I had heard quite a few things about Marcia Bates through my class with Prof. Hartel, mostly that she was this femme-extraordinaire with the ability and passion to identify just how interdisciplinary the field of information is, and advocating endlessly for a more cohesive direction in the fundamental understandings of information scientists, by, well, information scientists. After all, if we can’t agree which directly is the right one, and no one has presented a persuasive enough argument for any particular approach, we’d lose focus and momentum. In a way, I believe that my ability to pursue my interdisciplinary pursuit is in part due to grounds established by Bates, Sonnenwald, and many others whom I have yet to meet, whether I am aware of it or not. A healthy respect for tradition is not a forfeiting of innovation, but finding a network of mentors and supporters who also has a healthy respect for what you are trying to forge.

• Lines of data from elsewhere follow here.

impl PlaceholderConstraints {
    /// Parses `aspect_ratio` into width / height
    pub fn target_aspect_ratio(&self) -> Option<f64> {
        self.aspect_ratio.as_deref().and_then(parse_aspect_ratio)
    }

    pub fn with_duration_range(mut self, min: Option<TimeSec>, max: Option<TimeSec>) -> Self {
        self.min_duration = min;
        self.max_duration = max;
        self
    }

    pub fn with_length_range(mut self, min: Option<usize>, max: Option<usize>) -> Self {
        self.min_length = min;
        self.max_length = max;
        self
    }

    pub fn with_value_range(mut self, min: Option<f64>, max: Option<f64>) -> Self {
        self.min_value = min;
        self.max_value = max;
        self
    }

    pub fn with_aspect_ratio(mut self, ratio: impl Into<String>) -> Self {
        self.aspect_ratio = Some(ratio.into());
        self
    }

    pub fn with_formats<I, S>(mut self, formats: I) -> Self
    where
        I: IntoIterator<Item = S>,
        S: Into<String>,
    {
        self.allowed_formats = formats
            .into_iter()
            .map(|f| f.into().trim_start_matches('.').to_lowercase())
            .collect();
        self
    }
}

/// Parses "16:9", "16/9" or "1.7778"
pub fn parse_aspect_ratio(value: &str) -> Option<f64> {
    let value = value.trim();
    let split = value.split_once(':').or_else(|| value.split_once('/'));
    let ratio = match split {
        Some((w, h)) => {
            let w: f64 = w.trim().parse().ok()?;
            let h: f64 = h.trim().parse().ok()?;
            if h == 0.0 {
                return None;
            }
            w / h
        }
        None => value.parse().ok()?,
    };
    (ratio.is_finite() && ratio > 0.0).then_some(ratio)
}
//! Field Access and Comparison
//!
//! Rules address element fields by dotted path over the element's JSON view
//! and compare with coercing semantics: `"5"` equals `5`, `true` equals `1`,
//! and `null` only equals a missing field.

use serde_json::{Map, Value};

use crate::core::template::{GeneratedElement, GeneratedTrack};

/// Builds the JSON view rules are evaluated against.
///
/// Adds the virtual fields `textContent`, `trackRole`, `trackType`,
/// `trackName` and `endTime` to the serialized element.
pub fn element_view(track: &GeneratedTrack, element: &GeneratedElement) -> Value {
    let mut view = match serde_json::to_value(element) {
        Ok(Value::Object(map)) => map,
        _ => Map::new(),
    };
    if let Some(text) = element.content.as_text() {
        view.insert("textContent".to_string(), Value::from(text));
    }
    view.insert("trackRole".to_string(), Value::from(track.role.as_str()));
    view.insert(
        "trackType".to_string(),
        Value::from(track.track_type.to_string()),
    );
    view.insert("trackName".to_string(), Value::from(track.name.clone()));
    view.insert("endTime".to_string(), Value::from(element.end_time()));
    Value::Object(view)
}

/// Resolves a dotted path. Returns `None` for a missing segment.
///
/// `length` on a string counts characters and on an array counts items,
/// unless an object carries its own `length` key.
pub fn resolve_path(root: &Value, path: &str) -> Option<Value> {
    let mut current = root.clone();
    for segment in path.split('.') {
        current = match current {
            Value::Object(mut map) => map.remove(segment)?,
            Value::Array(items) => {
                if segment == "length" {
                    Value::from(items.len())
                } else {
                    let index: usize = segment.parse().ok()?;
                    items.into_iter().nth(index)?
                }
            }
            Value::String(s) if segment == "length" => Value::from(s.chars().count()),
            _ => return None,
        };
    }
    Some(current)
}

/// Coerces a value to a number. `None` (a missing field) is NaN.
pub fn to_number(value: Option<&Value>) -> f64 {
    match value {
        None => f64::NAN,
        Some(Value::Null) => 0.0,
        Some(Value::Bool(b)) => f64::from(u8::from(*b)),
        Some(Value::Number(n)) => n.as_f64().unwrap_or(f64::NAN),
        Some(Value::String(s)) => parse_number(s),
        Some(Value::Array(_)) => parse_number(&to_text(value)),
        Some(Value::Object(_)) => f64::NAN,
    }
}

fn parse_number(s: &str) -> f64 {
    let s = s.trim();
    if s.is_empty() {
        return 0.0;
    }
    match s {
        "Infinity" | "+Infinity" => return f64::INFINITY,
        "-Infinity" => return f64::NEG_INFINITY,
        _ => {}
    }
    if s
        .chars()
        .any(|c| c.is_ascii_alphabetic() && c != 'e' && c != 'E')
    {
        return f64::NAN;
    }
    s.parse().unwrap_or(f64::NAN)
}

/// Coerces a value to its text form
pub fn to_text(value: Option<&Value>) -> String {
    match value {
        None => "undefined".to_string(),
        Some(Value::Null) => "null".to_string(),
        Some(Value::Bool(b)) => b.to_string(),
        Some(Value::Number(n)) => match n.as_f64() {
            Some(f) if n.is_f64() => format_number(f),
            _ => n.to_string(),
        },
        Some(Value::String(s)) => s.clone(),
        Some(Value::Array(items)) => items
            .iter()
            .map(|item| match item {
                Value::Null => String::new(),
                other => to_text(Some(other)),
            })
            .collect::<Vec<_>>()
            .join(","),
        Some(Value::Object(_)) => "[object Object]".to_string(),
    }
}

fn format_number(f: f64) -> String {
    if f.is_nan() {
        "NaN".to_string()
    } else if f.is_infinite() {
        if f > 0.0 { "Infinity" } else { "-Infinity" }.to_string()
    } else if f.fract() == 0.0 && f.abs() < i64::MAX as f64 {
        format!("{}", f as i64)
    } else {
        f.to_string()
    }
}

/// Loose equality between a field value and a condition value
pub fn loose_equals(field: Option<&Value>, expected: &Value) -> bool {
    let field = match field {
        None => return expected.is_null(),
        Some(v) => v,
    };
    match (field, expected) {
        (Value::Null, other) | (other, Value::Null) => other.is_null(),
        (Value::Number(_), Value::Number(_)) => {
            to_number(Some(field)) == to_number(Some(expected))
        }
        (Value::String(a), Value::String(b)) => a == b,
        (Value::Bool(a), Value::Bool(b)) => a == b,
        (Value::Bool(_), _) => loose_equals(
            Some(&Value::from(to_number(Some(field)))),
            expected,
        ),
        (_, Value::Bool(_)) => loose_equals(
            Some(field),
            &Value::from(to_number(Some(expected))),
        ),
        (Value::Number(_), Value::String(_)) | (Value::String(_), Value::Number(_)) => {
            to_number(Some(field)) == to_number(Some(expected))
        }
        // Two distinct structures are never equal
        (Value::Array(_) | Value::Object(_), Value::Array(_) | Value::Object(_)) => false,
        (Value::Array(_) | Value::Object(_), primitive) => {
            loose_equals(Some(&Value::from(to_text(Some(field)))), primitive)
        }
        (primitive, Value::Array(_) | Value::Object(_)) => {
            loose_equals(Some(primitive), &Value::from(to_text(Some(expected))))
        }
    }
}

/// `contains`: array membership, otherwise substring of the text form
pub fn contains(field: Option<&Value>, expected: &Value) -> bool {
    match field {
        None | Some(Value::Null) => false,
        Some(Value::Array(items)) => items.iter().any(|item| loose_equals(Some(item), expected)),
        Some(other) => to_text(Some(other)).contains(&to_text(Some(expected))),
    }
}

#[cfg(test)]
mod tests {
    use super::*;
    use serde_json::json;

    #[test]
    fn test_resolve_nested_and_length() {
        let view = json!({"style": {"fontSize": 48}, "textContent": "Hello", "tags": [1, 2, 3]});
        assert_eq!(resolve_path(&view, "style.fontSize"), Some(json!(48)));
        assert_eq!(resolve_path(&view, "textContent.length"), Some(json!(5)));
        assert_eq!(resolve_path(&view, "tags.length"), Some(json!(3)));
        assert_eq!(resolve_path(&view, "tags.1"), Some(json!(2)));
        assert_eq!(resolve_path(&view, "style.missing.deeper"), None);
    }

    #[test]
    fn test_loose_equality() {
        assert!(loose_equals(Some(&json!("5")), &json!(5)));
        assert!(loose_equals(Some(&json!(1)), &json!(true)));
        assert!(loose_equals(Some(&json!(0)), &json!("")));
        assert!(loose_equals(None, &json!(null)));
        assert!(!loose_equals(Some(&json!(0)), &json!(null)));
        assert!(!loose_equals(None, &json!("undefined")));
        assert!(loose_equals(Some(&json!([5])), &json!("5")));
        assert!(!loose_equals(Some(&json!("abc")), &json!(0)));
    }

    #[test]
    fn test_number_coercion() {
        assert_eq!(to_number(Some(&json!(" 12.5 "))), 12.5);
        assert_eq!(to_number(Some(&json!(""))), 0.0);
        assert!(to_number(Some(&json!("inf"))).is_nan());
        assert!(to_number(None).is_nan());
        assert_eq!(to_number(Some(&json!(true))), 1.0);
    }

    #[test]
    fn test_text_form_of_numbers() {
        assert_eq!(to_text(Some(&json!(5.0))), "5");
        assert_eq!(to_text(Some(&json!(2.5))), "2.5");
        assert_eq!(to_text(Some(&json!([1, null, "a"]))), "1,,a");
        assert_eq!(to_text(Some(&json!(1e19))), "10000000000000000000");
        assert_eq!(to_text(Some(&json!(-2e19))), "-20000000000000000000");
    }

    #[test]
    fn test_contains() {
        assert!(contains(Some(&json!("Breaking news")), &json!("news")));
        assert!(contains(Some(&json!(["a", "b"])), &json!("b")));
        assert!(contains(Some(&json!(12345)), &json!(234)));
        assert!(!contains(None, &json!("x")));
    }
}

I met her during only during the session on “Positive Info Science”, which refers to not the positivist way of thinking, but literally just an optimistic, and ‘positive’ approach to information science. It is not always challenges and problems that creates information needs, but information science has only begun to address the phenomenon that information seeking can be a core activity that provides pleasure and joy. I mean, information professionals know that already about ourselves, but perhaps we forget that others experience the same joy at times too.
…the battles of my generation are different from those that were in her own, but it is important to own what you contribute…
If “optimism” or inspiration provides a context for inquiry into information seeking behaviour, how differently would we frame our research questions? Off the top of my head, I can imagine an approach to classification systems that is designed to “inspire” discoveries, instead of one that puts the onus on the user to already know what they’re looking for. Or perhaps exploratory eLearning systems, that includes a performance metric on ‘how excited’ people become about the topic, and what further in-depth explorations the users pursue after using it. Part of the joy of teaching and knowledge sharing is seeing that initial spark kick in when a student figures out why a piece of music is beautiful, or why history is so fascinating. We still need real people to do that, but why can’t systems do a better job of facilitating that as well?
The talk was more inspirational in nature than it was technical, but hearing the endorsement of Bates made me think that maybe this is a battle for the next generation of information scientists like Hartel, and those of us who are inspired by their trajectories. I approached Bates to introduce myself, referring to her ‘Cascade of Interaction’ paper which I was very inspired by. It shows all the layers and steps of a design process, and all the design and research questions that are raised at each stage. The most comprehensive production guideline for a knowledge or information system if I had ever seen one.
I asked her about the advice she would give someone (like myself) who wants to pursue that interdisciplinary and collaborative career. She said up front that the battles of my generation are different from those that were in her own, but it is important to own what you contribute to a system design process. Don’t be afraid to BE that expert in information seeking and use and saying so. It takes a lot of confidence and definitely a thick skin, but if you believe in what you’re doing, even if you don’t have all the answers, you should have confidence that you can find the answers.
That was sage advice, and one that I will have to frequently remind myself of. It is almost too obvious to have needed to be said, but looking back on my conference notes from almost a month ago to write this post, it feels like I am hearing this advice again for the first time. I know I have the capacity to own what I think is my unique contribution and perspective in the field, both in its research and applications, now I just have to remember to really own it.